*** Given data Section Begins ***

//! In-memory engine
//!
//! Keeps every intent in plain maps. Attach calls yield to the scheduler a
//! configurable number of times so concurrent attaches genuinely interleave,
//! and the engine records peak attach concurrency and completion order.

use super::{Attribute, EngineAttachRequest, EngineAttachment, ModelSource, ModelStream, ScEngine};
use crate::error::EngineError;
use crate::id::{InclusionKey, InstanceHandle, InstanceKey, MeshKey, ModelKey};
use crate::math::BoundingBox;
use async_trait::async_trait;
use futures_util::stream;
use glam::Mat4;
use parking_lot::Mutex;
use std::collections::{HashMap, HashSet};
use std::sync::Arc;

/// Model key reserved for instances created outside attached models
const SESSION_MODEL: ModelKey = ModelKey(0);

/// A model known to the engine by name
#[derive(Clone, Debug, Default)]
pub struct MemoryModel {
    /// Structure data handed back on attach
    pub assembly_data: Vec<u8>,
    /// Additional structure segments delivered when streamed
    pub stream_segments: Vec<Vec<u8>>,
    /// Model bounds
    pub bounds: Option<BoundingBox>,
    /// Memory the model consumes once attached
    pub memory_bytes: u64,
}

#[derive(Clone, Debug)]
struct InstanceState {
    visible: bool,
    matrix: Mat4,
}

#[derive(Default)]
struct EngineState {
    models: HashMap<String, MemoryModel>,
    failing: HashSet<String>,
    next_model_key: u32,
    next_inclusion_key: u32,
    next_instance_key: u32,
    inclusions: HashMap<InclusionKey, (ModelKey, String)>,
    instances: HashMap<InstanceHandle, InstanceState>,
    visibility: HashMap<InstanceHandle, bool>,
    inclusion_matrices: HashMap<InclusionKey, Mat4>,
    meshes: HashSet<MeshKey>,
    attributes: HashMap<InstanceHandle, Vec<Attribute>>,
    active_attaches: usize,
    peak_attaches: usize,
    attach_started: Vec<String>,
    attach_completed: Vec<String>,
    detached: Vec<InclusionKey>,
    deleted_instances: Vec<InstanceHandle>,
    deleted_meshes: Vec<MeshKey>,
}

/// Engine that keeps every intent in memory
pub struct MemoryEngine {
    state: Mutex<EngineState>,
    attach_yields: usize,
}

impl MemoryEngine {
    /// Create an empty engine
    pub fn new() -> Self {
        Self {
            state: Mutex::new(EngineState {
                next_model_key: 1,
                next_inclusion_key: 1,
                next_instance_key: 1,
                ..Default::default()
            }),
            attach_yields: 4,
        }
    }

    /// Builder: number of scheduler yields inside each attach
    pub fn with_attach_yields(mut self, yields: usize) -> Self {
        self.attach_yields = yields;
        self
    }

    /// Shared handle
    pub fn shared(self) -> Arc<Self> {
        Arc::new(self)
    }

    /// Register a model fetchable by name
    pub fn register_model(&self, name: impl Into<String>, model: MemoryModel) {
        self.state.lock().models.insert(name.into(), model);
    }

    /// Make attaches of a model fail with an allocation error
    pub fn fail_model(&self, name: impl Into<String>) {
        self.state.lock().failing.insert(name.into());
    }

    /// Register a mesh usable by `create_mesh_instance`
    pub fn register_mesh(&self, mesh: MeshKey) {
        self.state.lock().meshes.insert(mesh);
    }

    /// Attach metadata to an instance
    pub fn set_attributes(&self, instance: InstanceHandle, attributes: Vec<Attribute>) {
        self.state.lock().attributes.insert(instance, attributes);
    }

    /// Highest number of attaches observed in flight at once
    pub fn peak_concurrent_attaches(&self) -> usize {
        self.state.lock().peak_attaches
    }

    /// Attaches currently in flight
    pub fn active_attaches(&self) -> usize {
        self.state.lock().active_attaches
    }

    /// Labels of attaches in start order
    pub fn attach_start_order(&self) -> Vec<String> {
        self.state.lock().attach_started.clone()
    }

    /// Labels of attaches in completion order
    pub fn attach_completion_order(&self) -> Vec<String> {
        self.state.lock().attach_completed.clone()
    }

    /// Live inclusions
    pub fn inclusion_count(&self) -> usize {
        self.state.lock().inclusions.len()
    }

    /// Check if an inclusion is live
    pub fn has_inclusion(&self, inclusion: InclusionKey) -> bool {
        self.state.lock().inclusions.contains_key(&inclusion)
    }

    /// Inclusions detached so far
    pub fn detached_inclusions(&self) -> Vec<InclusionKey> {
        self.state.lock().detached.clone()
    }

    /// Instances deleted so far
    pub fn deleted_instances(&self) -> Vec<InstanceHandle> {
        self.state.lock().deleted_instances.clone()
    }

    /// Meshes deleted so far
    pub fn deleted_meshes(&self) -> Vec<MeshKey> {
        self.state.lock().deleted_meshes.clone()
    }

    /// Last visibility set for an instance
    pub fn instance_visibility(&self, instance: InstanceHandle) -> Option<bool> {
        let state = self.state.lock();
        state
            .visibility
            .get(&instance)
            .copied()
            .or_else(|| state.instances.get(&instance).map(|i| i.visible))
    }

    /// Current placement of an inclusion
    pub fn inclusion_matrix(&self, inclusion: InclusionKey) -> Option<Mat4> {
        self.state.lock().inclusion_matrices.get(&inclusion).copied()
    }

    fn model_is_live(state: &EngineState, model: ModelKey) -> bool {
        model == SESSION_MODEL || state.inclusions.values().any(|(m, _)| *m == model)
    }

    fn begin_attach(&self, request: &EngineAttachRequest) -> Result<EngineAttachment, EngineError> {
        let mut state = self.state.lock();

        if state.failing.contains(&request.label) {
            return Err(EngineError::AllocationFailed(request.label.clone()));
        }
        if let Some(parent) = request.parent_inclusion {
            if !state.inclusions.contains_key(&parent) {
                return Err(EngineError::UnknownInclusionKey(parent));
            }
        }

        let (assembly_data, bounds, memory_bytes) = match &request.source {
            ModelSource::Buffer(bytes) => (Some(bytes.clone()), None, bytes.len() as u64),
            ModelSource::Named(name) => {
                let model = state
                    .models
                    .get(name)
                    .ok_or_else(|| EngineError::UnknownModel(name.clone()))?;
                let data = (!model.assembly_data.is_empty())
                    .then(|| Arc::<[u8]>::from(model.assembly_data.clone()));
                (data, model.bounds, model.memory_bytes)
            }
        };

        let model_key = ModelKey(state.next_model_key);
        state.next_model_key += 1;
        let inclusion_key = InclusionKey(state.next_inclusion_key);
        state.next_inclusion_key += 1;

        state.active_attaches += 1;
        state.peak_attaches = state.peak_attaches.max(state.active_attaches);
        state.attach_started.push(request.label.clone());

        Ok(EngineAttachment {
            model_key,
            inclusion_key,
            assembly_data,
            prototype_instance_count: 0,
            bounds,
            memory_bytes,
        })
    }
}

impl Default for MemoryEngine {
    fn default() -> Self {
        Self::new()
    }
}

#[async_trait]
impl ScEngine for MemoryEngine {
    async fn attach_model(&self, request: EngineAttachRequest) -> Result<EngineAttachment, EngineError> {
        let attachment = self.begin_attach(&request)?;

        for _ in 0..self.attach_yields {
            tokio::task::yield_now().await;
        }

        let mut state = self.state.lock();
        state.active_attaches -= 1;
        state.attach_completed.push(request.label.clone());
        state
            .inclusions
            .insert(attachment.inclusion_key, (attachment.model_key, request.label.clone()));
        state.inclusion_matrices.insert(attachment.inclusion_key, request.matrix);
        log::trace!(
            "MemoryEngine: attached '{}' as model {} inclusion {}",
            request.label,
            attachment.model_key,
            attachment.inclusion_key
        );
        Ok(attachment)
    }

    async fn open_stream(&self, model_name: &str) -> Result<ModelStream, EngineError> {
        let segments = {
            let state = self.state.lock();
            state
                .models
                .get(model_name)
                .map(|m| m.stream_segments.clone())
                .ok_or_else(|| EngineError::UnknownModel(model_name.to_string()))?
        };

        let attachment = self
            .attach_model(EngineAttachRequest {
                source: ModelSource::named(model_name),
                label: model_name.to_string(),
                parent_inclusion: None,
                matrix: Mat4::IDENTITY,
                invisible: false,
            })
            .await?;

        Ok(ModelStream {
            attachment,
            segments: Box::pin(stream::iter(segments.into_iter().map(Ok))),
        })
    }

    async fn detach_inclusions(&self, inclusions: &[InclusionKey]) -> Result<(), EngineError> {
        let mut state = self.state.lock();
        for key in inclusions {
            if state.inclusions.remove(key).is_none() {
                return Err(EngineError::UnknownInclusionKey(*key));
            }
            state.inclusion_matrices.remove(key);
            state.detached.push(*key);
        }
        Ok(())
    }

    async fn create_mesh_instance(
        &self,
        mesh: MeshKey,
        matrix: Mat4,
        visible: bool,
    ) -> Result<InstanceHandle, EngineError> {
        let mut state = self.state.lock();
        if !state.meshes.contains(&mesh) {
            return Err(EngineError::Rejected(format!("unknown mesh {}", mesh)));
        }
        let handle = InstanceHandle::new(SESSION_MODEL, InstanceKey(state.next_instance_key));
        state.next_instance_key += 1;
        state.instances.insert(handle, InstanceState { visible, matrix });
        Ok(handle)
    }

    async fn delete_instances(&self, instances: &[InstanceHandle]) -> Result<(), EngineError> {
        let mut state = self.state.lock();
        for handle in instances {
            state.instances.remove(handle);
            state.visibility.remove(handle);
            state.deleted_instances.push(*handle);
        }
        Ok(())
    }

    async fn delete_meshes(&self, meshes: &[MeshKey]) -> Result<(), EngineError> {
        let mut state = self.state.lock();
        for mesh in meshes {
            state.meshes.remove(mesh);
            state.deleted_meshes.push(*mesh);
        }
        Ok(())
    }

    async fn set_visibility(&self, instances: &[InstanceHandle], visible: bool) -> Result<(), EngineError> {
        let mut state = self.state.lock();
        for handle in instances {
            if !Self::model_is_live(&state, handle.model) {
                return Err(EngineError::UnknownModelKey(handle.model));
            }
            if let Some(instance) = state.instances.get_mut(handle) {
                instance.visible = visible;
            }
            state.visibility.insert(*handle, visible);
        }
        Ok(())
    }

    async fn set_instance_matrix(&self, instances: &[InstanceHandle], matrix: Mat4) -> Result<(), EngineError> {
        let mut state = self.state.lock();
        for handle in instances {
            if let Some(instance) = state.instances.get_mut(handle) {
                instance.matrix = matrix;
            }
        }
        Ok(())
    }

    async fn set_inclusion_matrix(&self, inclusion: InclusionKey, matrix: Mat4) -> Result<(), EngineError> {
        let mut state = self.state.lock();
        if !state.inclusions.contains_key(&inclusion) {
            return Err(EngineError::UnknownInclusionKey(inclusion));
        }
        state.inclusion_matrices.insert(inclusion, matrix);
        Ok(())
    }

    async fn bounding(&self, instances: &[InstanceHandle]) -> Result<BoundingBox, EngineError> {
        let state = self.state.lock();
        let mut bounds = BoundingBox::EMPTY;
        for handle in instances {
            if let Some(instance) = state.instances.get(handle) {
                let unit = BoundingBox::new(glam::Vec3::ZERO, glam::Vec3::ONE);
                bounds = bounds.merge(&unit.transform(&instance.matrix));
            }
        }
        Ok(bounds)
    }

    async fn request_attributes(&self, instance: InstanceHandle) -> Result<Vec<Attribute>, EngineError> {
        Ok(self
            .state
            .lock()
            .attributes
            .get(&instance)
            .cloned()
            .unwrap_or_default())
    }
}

*** Given data Section Ends ***

§ **Your task**: Copy out every line in the entries above that holds "usize".

§ **Task answer**:
    active_attaches: usize,
    peak_attaches: usize,
    attach_yields: usize,
    pub fn with_attach_yields(mut self, yields: usize) -> Self {
    pub fn peak_concurrent_attaches(&self) -> usize {
    pub fn active_attaches(&self) -> usize {
    pub fn inclusion_count(&self) -> usize {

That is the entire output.